WHAT TO WORK ON » Which lines of the entries below include "struct"? List them all.
Segment Start: EXERCISE MATERIALS
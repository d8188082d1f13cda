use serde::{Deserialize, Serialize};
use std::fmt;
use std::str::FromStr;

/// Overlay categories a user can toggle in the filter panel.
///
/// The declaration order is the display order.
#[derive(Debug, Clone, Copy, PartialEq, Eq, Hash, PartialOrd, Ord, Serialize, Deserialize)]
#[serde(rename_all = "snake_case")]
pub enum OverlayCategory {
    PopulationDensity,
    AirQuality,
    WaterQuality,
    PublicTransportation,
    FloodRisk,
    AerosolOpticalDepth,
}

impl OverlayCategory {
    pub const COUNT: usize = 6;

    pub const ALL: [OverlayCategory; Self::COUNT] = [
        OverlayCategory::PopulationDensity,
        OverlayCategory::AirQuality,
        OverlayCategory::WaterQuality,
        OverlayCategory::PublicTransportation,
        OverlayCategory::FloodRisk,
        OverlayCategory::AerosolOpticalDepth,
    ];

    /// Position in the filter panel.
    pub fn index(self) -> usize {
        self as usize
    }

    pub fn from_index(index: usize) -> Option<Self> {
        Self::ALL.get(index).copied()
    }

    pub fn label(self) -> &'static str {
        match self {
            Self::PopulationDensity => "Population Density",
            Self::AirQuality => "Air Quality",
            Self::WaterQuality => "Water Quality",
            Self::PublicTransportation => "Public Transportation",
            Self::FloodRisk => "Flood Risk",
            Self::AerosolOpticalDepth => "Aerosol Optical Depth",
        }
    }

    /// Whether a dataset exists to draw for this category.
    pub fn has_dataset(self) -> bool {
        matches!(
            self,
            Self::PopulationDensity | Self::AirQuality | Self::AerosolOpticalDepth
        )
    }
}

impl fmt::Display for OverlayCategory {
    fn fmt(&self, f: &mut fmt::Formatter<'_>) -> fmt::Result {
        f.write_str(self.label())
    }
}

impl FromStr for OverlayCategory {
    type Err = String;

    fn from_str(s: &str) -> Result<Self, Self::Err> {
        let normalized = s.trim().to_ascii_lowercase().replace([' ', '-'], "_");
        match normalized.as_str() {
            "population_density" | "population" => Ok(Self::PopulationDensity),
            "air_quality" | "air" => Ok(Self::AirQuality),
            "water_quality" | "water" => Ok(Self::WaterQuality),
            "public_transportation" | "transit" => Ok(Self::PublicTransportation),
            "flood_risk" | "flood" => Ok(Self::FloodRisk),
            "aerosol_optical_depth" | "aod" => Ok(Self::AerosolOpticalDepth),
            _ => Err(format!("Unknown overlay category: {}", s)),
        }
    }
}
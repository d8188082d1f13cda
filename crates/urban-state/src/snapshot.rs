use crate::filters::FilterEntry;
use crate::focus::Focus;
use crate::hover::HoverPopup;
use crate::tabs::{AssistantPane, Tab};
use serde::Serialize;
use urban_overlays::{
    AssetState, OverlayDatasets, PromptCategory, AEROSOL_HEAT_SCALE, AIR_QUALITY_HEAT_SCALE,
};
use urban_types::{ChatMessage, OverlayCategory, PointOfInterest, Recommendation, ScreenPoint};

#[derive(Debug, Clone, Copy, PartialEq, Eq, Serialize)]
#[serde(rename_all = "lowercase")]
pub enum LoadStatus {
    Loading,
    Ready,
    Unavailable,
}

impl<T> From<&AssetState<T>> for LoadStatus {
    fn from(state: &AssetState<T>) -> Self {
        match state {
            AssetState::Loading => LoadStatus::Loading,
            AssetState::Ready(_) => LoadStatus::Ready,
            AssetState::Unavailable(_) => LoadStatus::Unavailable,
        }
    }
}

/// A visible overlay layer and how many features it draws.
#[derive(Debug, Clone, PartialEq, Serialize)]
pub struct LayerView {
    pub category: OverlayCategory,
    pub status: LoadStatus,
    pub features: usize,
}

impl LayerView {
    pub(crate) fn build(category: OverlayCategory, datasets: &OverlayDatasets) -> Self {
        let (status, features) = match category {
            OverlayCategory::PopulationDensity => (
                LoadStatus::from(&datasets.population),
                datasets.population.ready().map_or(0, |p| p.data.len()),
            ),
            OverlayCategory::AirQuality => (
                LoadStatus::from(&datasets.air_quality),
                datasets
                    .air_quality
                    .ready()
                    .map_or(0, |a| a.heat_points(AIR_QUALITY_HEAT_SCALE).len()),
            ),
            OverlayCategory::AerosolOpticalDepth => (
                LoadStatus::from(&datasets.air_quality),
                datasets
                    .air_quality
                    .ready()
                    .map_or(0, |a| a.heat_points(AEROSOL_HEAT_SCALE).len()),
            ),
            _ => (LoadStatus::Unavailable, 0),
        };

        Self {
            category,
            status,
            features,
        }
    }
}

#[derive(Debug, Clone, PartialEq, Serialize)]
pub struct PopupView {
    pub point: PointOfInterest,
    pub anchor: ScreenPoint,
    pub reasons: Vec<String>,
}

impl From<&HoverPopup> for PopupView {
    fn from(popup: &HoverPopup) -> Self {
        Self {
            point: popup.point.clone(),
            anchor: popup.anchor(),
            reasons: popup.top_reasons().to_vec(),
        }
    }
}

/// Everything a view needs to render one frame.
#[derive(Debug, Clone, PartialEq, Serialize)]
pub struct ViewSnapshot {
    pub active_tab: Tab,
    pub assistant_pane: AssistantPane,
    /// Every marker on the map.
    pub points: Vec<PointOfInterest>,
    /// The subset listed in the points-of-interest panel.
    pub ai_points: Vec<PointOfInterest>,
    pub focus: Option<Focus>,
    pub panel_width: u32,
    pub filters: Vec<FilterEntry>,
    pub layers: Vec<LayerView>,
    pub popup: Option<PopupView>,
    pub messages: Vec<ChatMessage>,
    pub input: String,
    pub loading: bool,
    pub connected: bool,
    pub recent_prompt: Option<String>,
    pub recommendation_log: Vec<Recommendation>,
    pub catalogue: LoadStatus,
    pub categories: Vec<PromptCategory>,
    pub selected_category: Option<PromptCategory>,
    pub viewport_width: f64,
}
Segment End: EXERCISE MATERIALS
Segment Start: EXERCISE MATERIALS
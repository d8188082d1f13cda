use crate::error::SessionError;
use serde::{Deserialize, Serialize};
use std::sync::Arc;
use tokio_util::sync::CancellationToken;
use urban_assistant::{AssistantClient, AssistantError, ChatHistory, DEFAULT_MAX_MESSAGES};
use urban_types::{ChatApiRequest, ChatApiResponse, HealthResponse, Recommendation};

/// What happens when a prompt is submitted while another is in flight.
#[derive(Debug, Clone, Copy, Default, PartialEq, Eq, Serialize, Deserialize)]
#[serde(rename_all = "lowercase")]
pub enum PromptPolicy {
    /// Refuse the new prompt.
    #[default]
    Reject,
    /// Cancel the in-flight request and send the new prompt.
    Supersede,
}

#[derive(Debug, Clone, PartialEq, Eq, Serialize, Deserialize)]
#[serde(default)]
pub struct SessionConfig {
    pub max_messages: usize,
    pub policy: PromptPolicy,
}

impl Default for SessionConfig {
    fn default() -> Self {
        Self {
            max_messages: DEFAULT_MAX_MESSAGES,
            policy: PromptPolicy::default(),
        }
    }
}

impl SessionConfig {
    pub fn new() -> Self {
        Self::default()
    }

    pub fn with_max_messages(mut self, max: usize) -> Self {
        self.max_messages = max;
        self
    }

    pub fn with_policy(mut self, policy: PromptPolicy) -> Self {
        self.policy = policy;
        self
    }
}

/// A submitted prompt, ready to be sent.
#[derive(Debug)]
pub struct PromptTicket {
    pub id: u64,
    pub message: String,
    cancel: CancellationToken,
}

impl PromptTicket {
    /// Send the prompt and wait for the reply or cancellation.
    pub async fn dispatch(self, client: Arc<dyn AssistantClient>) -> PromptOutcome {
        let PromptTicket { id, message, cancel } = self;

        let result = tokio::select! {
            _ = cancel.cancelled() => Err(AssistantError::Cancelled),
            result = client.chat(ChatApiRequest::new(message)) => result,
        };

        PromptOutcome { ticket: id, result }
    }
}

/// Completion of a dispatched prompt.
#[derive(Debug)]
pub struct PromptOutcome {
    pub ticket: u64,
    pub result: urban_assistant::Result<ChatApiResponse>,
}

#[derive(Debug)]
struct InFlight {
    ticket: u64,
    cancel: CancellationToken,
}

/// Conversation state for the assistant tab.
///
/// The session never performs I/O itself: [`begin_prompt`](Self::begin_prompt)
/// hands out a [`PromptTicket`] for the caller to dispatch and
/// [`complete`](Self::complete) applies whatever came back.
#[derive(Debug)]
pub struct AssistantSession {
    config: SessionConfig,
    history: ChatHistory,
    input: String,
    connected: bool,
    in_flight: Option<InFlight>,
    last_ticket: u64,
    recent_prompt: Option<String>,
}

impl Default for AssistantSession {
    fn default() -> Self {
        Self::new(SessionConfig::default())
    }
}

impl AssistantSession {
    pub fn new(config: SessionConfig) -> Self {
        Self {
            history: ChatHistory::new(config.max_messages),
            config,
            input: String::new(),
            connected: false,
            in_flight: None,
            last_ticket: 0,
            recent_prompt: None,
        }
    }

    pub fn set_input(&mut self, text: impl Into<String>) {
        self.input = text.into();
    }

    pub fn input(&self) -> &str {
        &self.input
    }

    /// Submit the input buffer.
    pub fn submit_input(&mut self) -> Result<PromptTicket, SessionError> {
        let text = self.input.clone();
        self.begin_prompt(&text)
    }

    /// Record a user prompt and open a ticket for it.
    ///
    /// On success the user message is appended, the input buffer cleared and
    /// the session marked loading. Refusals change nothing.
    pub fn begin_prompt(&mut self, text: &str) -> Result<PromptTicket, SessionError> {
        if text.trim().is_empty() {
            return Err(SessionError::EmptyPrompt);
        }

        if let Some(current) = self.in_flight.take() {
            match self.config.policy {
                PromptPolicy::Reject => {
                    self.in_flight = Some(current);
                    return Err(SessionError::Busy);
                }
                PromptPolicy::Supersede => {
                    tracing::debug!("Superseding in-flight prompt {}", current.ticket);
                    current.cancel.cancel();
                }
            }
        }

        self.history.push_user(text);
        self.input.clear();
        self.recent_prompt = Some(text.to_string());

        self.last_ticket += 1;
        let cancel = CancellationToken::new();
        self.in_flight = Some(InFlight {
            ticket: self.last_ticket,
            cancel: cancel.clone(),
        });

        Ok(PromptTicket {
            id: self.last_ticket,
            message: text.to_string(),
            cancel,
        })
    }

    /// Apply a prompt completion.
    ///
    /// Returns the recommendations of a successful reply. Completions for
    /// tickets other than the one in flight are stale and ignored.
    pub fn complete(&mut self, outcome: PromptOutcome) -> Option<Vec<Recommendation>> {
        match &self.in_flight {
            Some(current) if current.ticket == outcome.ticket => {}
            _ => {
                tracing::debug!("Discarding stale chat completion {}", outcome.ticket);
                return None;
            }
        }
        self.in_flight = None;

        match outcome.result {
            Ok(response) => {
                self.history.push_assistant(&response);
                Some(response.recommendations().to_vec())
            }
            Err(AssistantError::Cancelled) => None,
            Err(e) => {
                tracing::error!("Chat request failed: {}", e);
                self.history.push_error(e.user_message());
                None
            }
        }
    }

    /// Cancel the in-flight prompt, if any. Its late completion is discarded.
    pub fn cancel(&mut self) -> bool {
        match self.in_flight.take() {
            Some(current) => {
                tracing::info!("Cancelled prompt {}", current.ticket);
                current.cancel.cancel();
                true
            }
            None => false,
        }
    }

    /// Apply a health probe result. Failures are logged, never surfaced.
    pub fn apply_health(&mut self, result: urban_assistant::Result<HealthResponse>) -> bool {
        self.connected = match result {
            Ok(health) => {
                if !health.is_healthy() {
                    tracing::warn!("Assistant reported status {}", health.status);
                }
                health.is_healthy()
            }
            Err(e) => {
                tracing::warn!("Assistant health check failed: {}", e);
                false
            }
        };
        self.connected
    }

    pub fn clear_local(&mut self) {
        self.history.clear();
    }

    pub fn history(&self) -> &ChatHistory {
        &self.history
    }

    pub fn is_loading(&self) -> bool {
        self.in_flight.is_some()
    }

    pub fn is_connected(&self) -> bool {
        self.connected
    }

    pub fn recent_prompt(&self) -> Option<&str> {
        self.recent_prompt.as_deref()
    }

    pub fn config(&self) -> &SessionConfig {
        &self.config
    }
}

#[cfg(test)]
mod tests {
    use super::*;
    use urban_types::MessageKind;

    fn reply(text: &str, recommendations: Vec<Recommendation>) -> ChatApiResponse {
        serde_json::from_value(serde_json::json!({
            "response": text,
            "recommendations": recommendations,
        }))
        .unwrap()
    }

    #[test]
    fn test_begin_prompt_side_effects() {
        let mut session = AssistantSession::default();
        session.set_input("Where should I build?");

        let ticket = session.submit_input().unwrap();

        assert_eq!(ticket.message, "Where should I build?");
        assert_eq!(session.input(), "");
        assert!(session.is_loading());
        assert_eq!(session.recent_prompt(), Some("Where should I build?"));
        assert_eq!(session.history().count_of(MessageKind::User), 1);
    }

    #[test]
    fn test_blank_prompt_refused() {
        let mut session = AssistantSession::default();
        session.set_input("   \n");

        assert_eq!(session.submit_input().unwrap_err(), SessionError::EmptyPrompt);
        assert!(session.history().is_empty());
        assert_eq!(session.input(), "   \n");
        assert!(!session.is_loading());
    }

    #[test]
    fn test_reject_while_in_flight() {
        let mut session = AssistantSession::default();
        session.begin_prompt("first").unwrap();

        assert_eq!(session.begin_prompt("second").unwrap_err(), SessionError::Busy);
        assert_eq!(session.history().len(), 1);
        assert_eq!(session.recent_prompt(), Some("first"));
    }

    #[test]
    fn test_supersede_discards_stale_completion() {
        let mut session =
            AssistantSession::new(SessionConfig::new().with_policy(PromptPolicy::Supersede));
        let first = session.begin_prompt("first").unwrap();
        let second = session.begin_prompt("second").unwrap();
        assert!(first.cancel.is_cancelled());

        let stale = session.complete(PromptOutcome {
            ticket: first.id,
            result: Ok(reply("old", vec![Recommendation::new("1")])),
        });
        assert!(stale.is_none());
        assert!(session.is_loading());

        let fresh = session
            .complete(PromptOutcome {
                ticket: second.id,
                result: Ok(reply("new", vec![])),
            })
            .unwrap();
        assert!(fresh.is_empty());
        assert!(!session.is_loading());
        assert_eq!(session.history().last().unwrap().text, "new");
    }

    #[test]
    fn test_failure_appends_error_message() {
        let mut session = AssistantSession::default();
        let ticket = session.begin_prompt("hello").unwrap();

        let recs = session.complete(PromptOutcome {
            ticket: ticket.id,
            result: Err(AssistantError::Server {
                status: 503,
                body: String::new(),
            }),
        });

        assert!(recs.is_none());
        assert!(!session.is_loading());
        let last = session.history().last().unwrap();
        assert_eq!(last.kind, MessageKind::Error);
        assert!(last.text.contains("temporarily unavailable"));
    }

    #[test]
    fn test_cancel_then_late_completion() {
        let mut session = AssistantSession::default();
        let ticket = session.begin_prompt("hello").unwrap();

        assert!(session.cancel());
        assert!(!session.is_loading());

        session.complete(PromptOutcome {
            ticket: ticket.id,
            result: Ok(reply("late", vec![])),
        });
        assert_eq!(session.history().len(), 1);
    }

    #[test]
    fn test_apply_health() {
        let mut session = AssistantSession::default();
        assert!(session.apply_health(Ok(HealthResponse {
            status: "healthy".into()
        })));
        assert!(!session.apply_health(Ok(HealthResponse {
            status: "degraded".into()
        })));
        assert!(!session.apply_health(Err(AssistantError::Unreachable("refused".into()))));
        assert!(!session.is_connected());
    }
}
Segment End: EXERCISE MATERIALS
FINISHED EXERCISE »
pub struct LayerView {
pub struct PopupView {
pub struct ViewSnapshot {
pub struct SessionConfig {
pub struct PromptTicket {
pub struct PromptOutcome {
struct InFlight {
pub struct AssistantSession {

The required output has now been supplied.